Stop by Aaron Troyer's art show Saturday at It Looks Like It's Open and name the art. The show is titled “Untitled,” and it features 30-plus works that Troyer opted not to, well, title.

In an interview at a Downtown coffee shop, Troyer said the reason the pieces remain nameless is not a high-concept exercise or the ultimate in meta art shows, but rather a practical function of the source of this body of work.

“I had felt like I was in a rut. I was often times trying out new techniques, new washes and materials, even new brushes. Because I became stagnant, I was trying to expand what I was doing,” Troyer said. “So this body of work isn't really cohesive. There [are] some that are very simple … single-color ink washes on paper, [while] others are some of the most layered washes I've done.

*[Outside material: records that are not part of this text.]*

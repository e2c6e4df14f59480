//! Time-based interpolation: gate panels, the flyover route and spinning markers.

use bevy_ecs::{
    component::Component,
    entity::Entity,
    system::{Query, Res},
};
use glam::Vec3;
use tracing::{trace, warn};

use crate::systems::components::{DeltaTime, ElapsedTime};
use crate::systems::pose::PoseStore;

#[derive(Debug, Clone, Copy, PartialEq, Eq, Default)]
pub enum Easing {
    #[default]
    Linear,
    QuadraticOut,
}

impl Easing {
    pub fn apply(self, t: f32) -> f32 {
        let t = t.clamp(0.0, 1.0);
        match self {
            Easing::Linear => t,
            Easing::QuadraticOut => t * (2.0 - t),
        }
    }
}

/// Interpolates a position from `from` to `to` after an optional delay.
#[derive(Debug, Clone, Copy, PartialEq)]
pub struct Tween {
    from: Vec3,
    to: Vec3,
    elapsed: f32,
    delay: f32,
    duration: f32,
    easing: Easing,
}

impl Tween {
    pub fn new(from: Vec3, to: Vec3, duration: f32, easing: Easing) -> Self {
        Self {
            from,
            to,
            elapsed: 0.0,
            delay: 0.0,
            duration,
            easing,
        }
    }

    pub fn with_delay(mut self, delay: f32) -> Self {
        self.delay = delay.max(0.0);
        self
    }

    pub fn target(&self) -> Vec3 {
        self.to
    }

    pub fn is_finished(&self) -> bool {
        self.elapsed >= self.delay + self.duration
    }

    /// Advances the clock and returns the time left over past the end, if any.
    pub fn advance(&mut self, dt: f32) -> f32 {
        let end = self.delay + self.duration;
        self.elapsed += dt.max(0.0);
        (self.elapsed - end).max(0.0)
    }

    pub fn sample(&self) -> Vec3 {
        if self.elapsed <= self.delay {
            return self.from;
        }
        if self.duration <= 0.0 || self.is_finished() {
            return self.to;
        }
        let t = (self.elapsed - self.delay) / self.duration;
        self.from.lerp(self.to, self.easing.apply(t))
    }
}

/// One leg of a flyover route.
#[derive(Debug, Clone, Copy, PartialEq)]
pub struct Leg {
    pub to: Vec3,
    pub duration: f32,
    pub delay: f32,
}

/// A chain of legs; once the last leg finishes, the route continues from `loop_to`.
///
/// Each leg starts from wherever the entity is when the previous one ends.
#[derive(Component, Debug, Clone, PartialEq)]
pub struct Flyover {
    legs: Vec<Leg>,
    loop_to: usize,
    current: usize,
    active: Option<Tween>,
}

impl Flyover {
    /// Returns `None` for an empty route, a loop index out of range, or a leg that takes no time.
    pub fn new(legs: Vec<Leg>, loop_to: usize) -> Option<Self> {
        if legs.is_empty() || loop_to >= legs.len() || legs.iter().any(|leg| leg.duration <= 0.0) {
            return None;
        }
        Some(Self {
            legs,
            loop_to,
            current: 0,
            active: None,
        })
    }

    pub fn current_leg(&self) -> usize {
        self.current
    }

    /// Moves along the route by `dt` seconds from `position`.
    pub fn advance(&mut self, position: Vec3, dt: f32) -> Vec3 {
        let mut position = position;
        let mut dt = dt;

        // A single frame can cross at most one full lap
        for _ in 0..=self.legs.len() {
            let leg = self.legs[self.current];
            let tween = self
                .active
                .get_or_insert_with(|| Tween::new(position, leg.to, leg.duration, Easing::Linear).with_delay(leg.delay));

            let leftover = tween.advance(dt);
            position = tween.sample();
            if !tween.is_finished() {
                break;
            }

            self.active = None;
            self.current = if self.current + 1 < self.legs.len() {
                self.current + 1
            } else {
                self.loop_to
            };
            trace!(leg = self.current, "Flyover leg complete");

            dt = leftover;
            if dt <= 0.0 {
                break;
            }
        }
        position
    }
}

/// Spins an entity about +Y at a constant rate, driven by elapsed time.
#[derive(Component, Debug, Clone, Copy, PartialEq)]
pub struct Spin {
    /// Radians per second
    pub rate: f32,
}

pub fn spin_system(elapsed: Res<ElapsedTime>, spinners: Query<(Entity, &Spin)>, mut store: PoseStore) {
    for (entity, spin) in spinners.iter() {
        let Ok(pose) = store.get(entity) else { continue };
        if let Err(e) = store.set(entity, pose.with_heading(elapsed.0 * spin.rate)) {
            warn!(error = %e, "Failed to spin entity");
        }
    }
}

pub fn flyover_system(time: Res<DeltaTime>, mut routes: Query<(Entity, &mut Flyover)>, mut store: PoseStore) {
    for (entity, mut route) in routes.iter_mut() {
        let Ok(mut pose) = store.get(entity) else { continue };
        pose.translation = route.advance(pose.translation, time.seconds);
        if let Err(e) = store.set(entity, pose) {
            warn!(error = %e, "Failed to move flyover");
        }
    }
}

#[cfg(test)]
mod tests {
    use super::*;

    #[test]
    fn quadratic_out_is_front_loaded() {
        assert_eq!(Easing::QuadraticOut.apply(0.0), 0.0);
        assert_eq!(Easing::QuadraticOut.apply(0.5), 0.75);
        assert_eq!(Easing::QuadraticOut.apply(1.0), 1.0);
    }

    #[test]
    fn delay_holds_the_start() {
        let mut tween = Tween::new(Vec3::ZERO, Vec3::X, 1.0, Easing::Linear).with_delay(0.5);
        tween.advance(0.4);
        assert_eq!(tween.sample(), Vec3::ZERO);
        tween.advance(0.6);
        assert!((tween.sample().x - 0.5).abs() < 1e-5);
    }
}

“I don't consider my art very conceptual. Having this show called ‘Untitled,' it's just about giving the buyer or the viewer the opportunity to interpret the piece in their own way and name it as they see fit.”

Troyer explained that he often finds himself in periods during which he is less than fruitful with his art output. In part, this is attributable to his busy schedule — he's a special education teacher at Hamilton STEM Academy, as well as an active participant in the local music scene, fronting the band Day Creeper and playing in Pink Owl and His Supernatural Fears. But there are also inspirational/motivational reasons for these times of reduced artistic productivity.

“Sometimes I just find myself more focused [than other times] on visual art,” Troyer said, adding that during summer break from school he's not only been focused on staging “Untitled” but recording albums with both bands. “I get stuck a lot. I had a show last fall, and usually after doing a big collection of work like that I become stagnant. So I took a break for a month or two … and thought maybe I'd try a different approach. I bought a couple pads of smaller watercolor paper and just started trying things out. I felt like I could experiment in smaller works, in part because I don't have to worry about throwing it away if I don't like it.”

Troyer said for every work in “Untitled,” there is at least another that he cast aside, although some found a second life as he experimented with using pieces of his own work in collage, “so a section of a piece I considered a failure might make its way into another piece.”